O conselheiro Sydney Lage, do Rotary, lembrou que a Vale ficou mais de quatro décadas sem pagar royalties a Itabira, sem que compensasse pelas perdas incomparáveis.

“Acabou com as nossas fontes de água e nesses anos faturou mais de um trilhão de dólares com o minério de Itabira. E agora quer dar by by Itabira, deixando um deserto na cidade que corre risco de virar cidade de idosos, como por muitos anos virou Santa Bárbara e Barão de Cocais. É o que pode acontecer com Itabira daqui 20 anos ou até em menos tempo”, observou o autor do pedido para que fosse criado o GT do Descomissionamento das Minas.

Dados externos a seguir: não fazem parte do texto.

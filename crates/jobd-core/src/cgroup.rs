//! Cgroup installation for the launcher.
//!
//! The launcher enrolls *itself* into a per-job cgroup before exec'ing the
//! user program, so the limits are inherited by everything the job forks.
//! Both hierarchy layouts are supported: v1 with split `memory` and `cpu`
//! controllers, and the unified v2 tree. The hierarchy is detected at the
//! configured root, which also makes the module testable against a
//! temporary directory.

use std::fs::DirBuilder;
use std::io;
use std::os::unix::fs::DirBuilderExt;
use std::path::{Path, PathBuf};

use crate::limits::ResourceLimits;

/// Where the kernel mounts the cgroup filesystem.
pub const DEFAULT_ROOT: &str = "/sys/fs/cgroup";

/// Errors raised while installing cgroup limits.
#[derive(Debug, thiserror::Error)]
pub enum CgroupError {
    /// Creating a cgroup directory failed.
    #[error("failed to create cgroup directory {path}: {source}")]
    CreateDir {
        path: PathBuf,
        #[source]
        source: io::Error,
    },

    /// Writing a controller file failed.
    #[error("failed to write {path}: {source}")]
    WriteControl {
        path: PathBuf,
        #[source]
        source: io::Error,
    },
}

/// Which cgroup layout is mounted.
#[derive(Debug, Clone, Copy, PartialEq, Eq)]
pub enum Hierarchy {
    /// Split per-controller trees (`memory/`, `cpu/`).
    V1,
    /// Unified tree (`cgroup.controllers` present at the root).
    V2,
}

/// Detect the mounted hierarchy at `root`.
#[must_use]
pub fn detect_hierarchy(root: &Path) -> Hierarchy {
    if root.join("cgroup.controllers").exists() {
        Hierarchy::V2
    } else {
        Hierarchy::V1
    }
}

/// Convert v1 `cpu.shares` to a v2 `cpu.weight`.
///
/// Kernel-documented mapping: shares in [2, 262144] onto weight in
/// [1, 10000].
#[must_use]
pub const fn cpu_shares_to_weight(shares: u64) -> u64 {
    1 + ((shares.saturating_sub(2)) * 9999) / 262142
}

/// Create the per-job cgroup(s) under `root`, apply `limits`, and enroll
/// `pid`.
///
/// `tag` is the per-job directory name (`worker-<uuid>`). Directories are
/// created with mode 0755; controller values are written in decimal text
/// form.
///
/// # Errors
///
/// Any failure is fatal to the launch: the caller exits non-zero before the
/// user program runs.
pub fn install(
    root: &Path,
    tag: &str,
    limits: &ResourceLimits,
    pid: u32,
) -> Result<(), CgroupError> {
    match detect_hierarchy(root) {
        Hierarchy::V1 => install_v1(root, tag, limits, pid),
        Hierarchy::V2 => install_v2(root, tag, limits, pid),
    }
}

fn install_v1(
    root: &Path,
    tag: &str,
    limits: &ResourceLimits,
    pid: u32,
) -> Result<(), CgroupError> {
    let memory = root.join("memory").join(tag);
    let cpu = root.join("cpu").join(tag);

    create_dir(&memory)?;
    create_dir(&cpu)?;

    write_control(&memory.join("memory.limit_in_bytes"), limits.memory_bytes())?;
    write_control(&cpu.join("cpu.shares"), limits.cpu_shares)?;

    write_control(&memory.join("cgroup.procs"), pid)?;
    write_control(&cpu.join("cgroup.procs"), pid)?;

    Ok(())
}

fn install_v2(
    root: &Path,
    tag: &str,
    limits: &ResourceLimits,
    pid: u32,
) -> Result<(), CgroupError> {
    let dir = root.join(tag);
    create_dir(&dir)?;

    write_control(&dir.join("memory.max"), limits.memory_bytes())?;
    write_control(&dir.join("cpu.weight"), cpu_shares_to_weight(limits.cpu_shares))?;
    write_control(&dir.join("cgroup.procs"), pid)?;

    Ok(())
}

fn create_dir(path: &Path) -> Result<(), CgroupError> {
    DirBuilder::new()
        .recursive(true)
        .mode(0o755)
        .create(path)
        .map_err(|source| CgroupError::CreateDir {
            path: path.to_path_buf(),
            source,
        })
}

fn write_control(path: &Path, value: impl ToString) -> Result<(), CgroupError> {
    std::fs::write(path, value.to_string()).map_err(|source| CgroupError::WriteControl {
        path: path.to_path_buf(),
        source,
    })
}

Para ele, não se trata de discutir o uso futuro das minas exauridas, mas o tempo presente, as ações que podem ser executadas desde já para assegurar a sustentabilidade da economia itabirana. Isso pode ocorrer, inclusive com a implantação do que está previsto no Plano Regional de Fechamento Integrado das Minas de Itabira (PRFIMI), de 2013, que a Tüv Süd Bureau de Projetos e Consultoria elaborou para a Vale, encaminhado ao antigo Departamento Nacional da Produção Mineral (DNPM).

Uma das propostas desse PRFIMI consta o Ecoparque Cauê, cujo “driver indutor” deve ser a produção de insumos terapêuticos para hospitais e indústria farmacêutica, com cultivo de plantas medicinais nas pilhas de estéril dispostas nas cavas exauridas – e também no platô da pilha Convap. Outra proposta é a construção de um novo hospital na cidade.

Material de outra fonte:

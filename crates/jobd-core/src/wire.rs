//! Protocol messages and framing.
//!
//! Every exchange on the wire is a protobuf message inside a
//! length-prefixed frame:
//!
//! ```text
//! +----------------------------+------------------+
//! | Length (4 bytes, BE)       | Payload          |
//! +----------------------------+------------------+
//! ```
//!
//! The client sends one [`Request`] at a time. Unary operations answer with
//! exactly one [`Response`]; `stream` answers with any number of `data`
//! frames followed by `end`. While a stream is in flight, any inbound frame
//! from the client (or the client closing its half) is the cancellation
//! signal for that stream.
//!
//! Frame lengths are validated against [`MAX_FRAME_SIZE`] before any
//! allocation happens.

use bytes::{Buf, BufMut, Bytes, BytesMut};
use tokio_util::codec::{Decoder, Encoder};

/// Upper bound on a single frame (16 MiB).
pub const MAX_FRAME_SIZE: usize = 16 * 1024 * 1024;

/// Length of the frame header (u32, big-endian).
const HEADER_LEN: usize = 4;

/// Errors raised by the codec and message decoding.
#[derive(Debug, thiserror::Error)]
pub enum WireError {
    /// A frame announced or carried more bytes than the protocol allows.
    #[error("frame of {size} bytes exceeds maximum {max}")]
    FrameTooLarge { size: usize, max: usize },

    /// The payload was not a valid protobuf message.
    #[error("failed to decode message: {0}")]
    Decode(#[from] prost::DecodeError),

    /// Transport error.
    #[error(transparent)]
    Io(#[from] std::io::Error),
}

// ---------------------------------------------------------------------------
// Messages
// ---------------------------------------------------------------------------

/// Launch a command on the worker.
#[derive(Clone, PartialEq, ::prost::Message)]
pub struct StartRequest {
    /// Program path or name resolved on the worker.
    #[prost(string, tag = "1")]
    pub path: String,
    /// Program arguments.
    #[prost(string, repeated, tag = "2")]
    pub args: Vec<String>,
}

/// Reference to a job by its opaque id.
#[derive(Clone, PartialEq, ::prost::Message)]
pub struct JobRef {
    #[prost(string, tag = "1")]
    pub id: String,
}

/// Snapshot of a job's lifecycle state.
#[derive(Clone, PartialEq, ::prost::Message)]
pub struct StatusReply {
    #[prost(enumeration = "ProcStatus", tag = "1")]
    pub proc_status: i32,
    /// Meaningful only when `proc_status` is `Stopped`.
    #[prost(int32, tag = "2")]
    pub exit_code: i32,
    /// Terminating signal number, `0` when the job was not signalled.
    #[prost(int32, tag = "3")]
    pub signal: i32,
}

/// One chunk of captured job output.
#[derive(Clone, PartialEq, ::prost::Message)]
pub struct LogData {
    #[prost(bytes = "vec", tag = "1")]
    pub data: Vec<u8>,
}

/// Structured failure reported to the client.
#[derive(Clone, PartialEq, ::prost::Message)]
pub struct ErrorReply {
    #[prost(enumeration = "ErrorCode", tag = "1")]
    pub code: i32,
    #[prost(string, tag = "2")]
    pub message: String,
}

/// Empty acknowledgement body.
#[derive(Clone, PartialEq, ::prost::Message)]
pub struct Ack {}

/// Envelope for everything a client can ask.
#[derive(Clone, PartialEq, ::prost::Message)]
pub struct Request {
    #[prost(oneof = "request::Op", tags = "1, 2, 3, 4")]
    pub op: Option<request::Op>,
}

pub mod request {
    /// The requested operation.
    #[derive(Clone, PartialEq, ::prost::Oneof)]
    pub enum Op {
        #[prost(message, tag = "1")]
        Start(super::StartRequest),
        #[prost(message, tag = "2")]
        Stop(super::JobRef),
        #[prost(message, tag = "3")]
        Status(super::JobRef),
        #[prost(message, tag = "4")]
        Stream(super::JobRef),
    }
}

/// Envelope for everything the server can answer.
#[derive(Clone, PartialEq, ::prost::Message)]
pub struct Response {
    #[prost(oneof = "response::Body", tags = "1, 2, 3, 4, 5, 6")]
    pub body: Option<response::Body>,
}

pub mod response {
    /// The response body.
    #[derive(Clone, PartialEq, ::prost::Oneof)]
    pub enum Body {
        /// `start` succeeded; carries the new job id.
        #[prost(message, tag = "1")]
        Started(super::JobRef),
        /// `stop` succeeded.
        #[prost(message, tag = "2")]
        Stopped(super::Ack),
        /// `status` snapshot.
        #[prost(message, tag = "3")]
        Status(super::StatusReply),
        /// One chunk of streamed output.
        #[prost(message, tag = "4")]
        Data(super::LogData),
        /// The stream reached end-of-stream or was cancelled.
        #[prost(message, tag = "5")]
        End(super::Ack),
        /// The operation failed.
        #[prost(message, tag = "6")]
        Error(super::ErrorReply),
    }
}

/// Job lifecycle states on the wire.
#[derive(Clone, Copy, Debug, PartialEq, Eq, Hash, PartialOrd, Ord, ::prost::Enumeration)]
#[repr(i32)]
pub enum ProcStatus {
    NotStarted = 0,
    Running = 1,
    Stopped = 2,
}

impl std::fmt::Display for ProcStatus {
    fn fmt(&self, f: &mut std::fmt::Formatter<'_>) -> std::fmt::Result {
        match self {
            Self::NotStarted => write!(f, "not started"),
            Self::Running => write!(f, "running"),
            Self::Stopped => write!(f, "stopped"),
        }
    }
}

/// Failure kinds surfaced to clients.
#[derive(Clone, Copy, Debug, PartialEq, Eq, Hash, PartialOrd, Ord, ::prost::Enumeration)]
#[repr(i32)]
pub enum ErrorCode {
    BadArgument = 0,
    PermissionDenied = 1,
    NotFound = 2,
    Internal = 3,
}

// ---------------------------------------------------------------------------
// Framing
// ---------------------------------------------------------------------------

/// Length-prefixed frame codec for [`tokio_util::codec::Framed`].
#[derive(Debug, Clone)]
pub struct FrameCodec {
    max_frame_size: usize,
}

impl Default for FrameCodec {
    fn default() -> Self {
        Self::new()
    }
}

impl FrameCodec {
    /// Codec with the protocol's maximum frame size.
    #[must_use]
    pub const fn new() -> Self {
        Self {
            max_frame_size: MAX_FRAME_SIZE,
        }
    }

    /// Codec with a smaller cap, for tests.
    #[must_use]
    pub const fn with_max_size(max_frame_size: usize) -> Self {
        Self { max_frame_size }
    }
}

impl Decoder for FrameCodec {
    type Item = Bytes;
    type Error = WireError;

    fn decode(&mut self, src: &mut BytesMut) -> Result<Option<Bytes>, WireError> {
        if src.len() < HEADER_LEN {
            return Ok(None);
        }

        // Validate the announced length before reserving anything.
        let length = u32::from_be_bytes([src[0], src[1], src[2], src[3]]) as usize;
        if length > self.max_frame_size {
            return Err(WireError::FrameTooLarge {
                size: length,
                max: self.max_frame_size,
            });
        }

        let total_len = HEADER_LEN + length;
        if src.len() < total_len {
            src.reserve(total_len - src.len());
            return Ok(None);
        }

        src.advance(HEADER_LEN);
        Ok(Some(src.split_to(length).freeze()))
    }
}

impl Encoder<Bytes> for FrameCodec {
    type Error = WireError;

    fn encode(&mut self, item: Bytes, dst: &mut BytesMut) -> Result<(), WireError> {
        if item.len() > self.max_frame_size {
            return Err(WireError::FrameTooLarge {
                size: item.len(),
                max: self.max_frame_size,
            });
        }

        dst.reserve(HEADER_LEN + item.len());
        #[allow(clippy::cast_possible_truncation)] // validated above
        dst.put_u32(item.len() as u32);
        dst.extend_from_slice(&item);
        Ok(())
    }
}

O que é um Plano de Fechamento de Minas e para que serve

O fechamento das minas de Itabira é um processo complexo e de grande importância para a região, para o estado de Minas Gerais e para o país, pela sua dimensão e importância histórica. A Vale, por força da legislação, vem apresentando esse plano à agência reguladora pelo mens desde 2013. O PRFIMI é atualizado a cada cinco anos, apresentado ANM, conforme exige a legislação vigente.

O PRFIMI inclui o planejamento para o descomissionamento das áreas de mineração, com foco nas minas Cauê, já exaurida, do Meio e Conceição. O estudo realizado pela Tüv Süd Bureau de Projetos e Consultoria em 2013 estimou os investimentos necessários para as ações propostas em aproximadamente R$ 6,2 bilhões, valor que hoje seria superior a R$ 14,6 bilhões.

As legislações brasileira e estadual exigem que o descomissionamento seja precedido de consulta pública, para que haja transparência e debate sobre as alternativas para a ocupação das áreas mineradas após a exaustão, inclusive no tempo presente, já que a minas Cauê e Chacrinha já exauriram.

No entanto, a comunicação da Vale com a comunidade nesse sentido inexiste, embora exista o senso de urgência por motivos óbvios para que a cidade não continue cismando com a derrota incomparável, como se apresenta na presente conjuntura de obscuridade e ausência do necessário diálogo com a sociedade itabirana. É preciso, desde já, implementar ações concretas para reverter esse quadro.

O correto fechamento das minas de Itabira, com transparência e diálogo, e adotando o que deve ser feito, a exemplo do que está no PRFIMI, pode configurar um precedente importante para outros territórios brasileiros que enfrentam – ou enfrentarão – situações semelhantes no futuro.

A Vale diz, em seus relatórios à agencia reguladora e ao mercado financeiro, que tem se preocupado com o tema. Tanto que criou a Diretoria de Uso Futuro para as suas minas exauridas, “atendendo às boas práticas nacionais e internacionais de fechamento de mina, devolvendo um território estabilizado para outros usos e potencializando o desenvolvimento territorial”.

Diz trabalhar no planejamento do fechamento de minas juntamente com as atividades de operações –  e que identifica prioridades e sinergias. Diz ainda ter uma equipe dedicada para assegurar a sustentabilidade dos territórios minerados, com gestão sustentável e planejamento.

E que trabalha esse tema de acordo com as diretrizes do Conselho Internacional de Mineração (ICMM) e com a legislação brasileira. Se é assim, está tudo certo, mas está esquisito, pois falta abrir o diálogo com a parte mais interessada que é a sociedade itabirana.

Como diz um engenheiro de minas aposentado, que já trabalhou na empresa, “a Vale foge do debate sobre o descomissionamento das minas de Itabira mais do que o diabo da cruz”. Pelo visto, a analogia está corretíssima, até que se prove o contrário.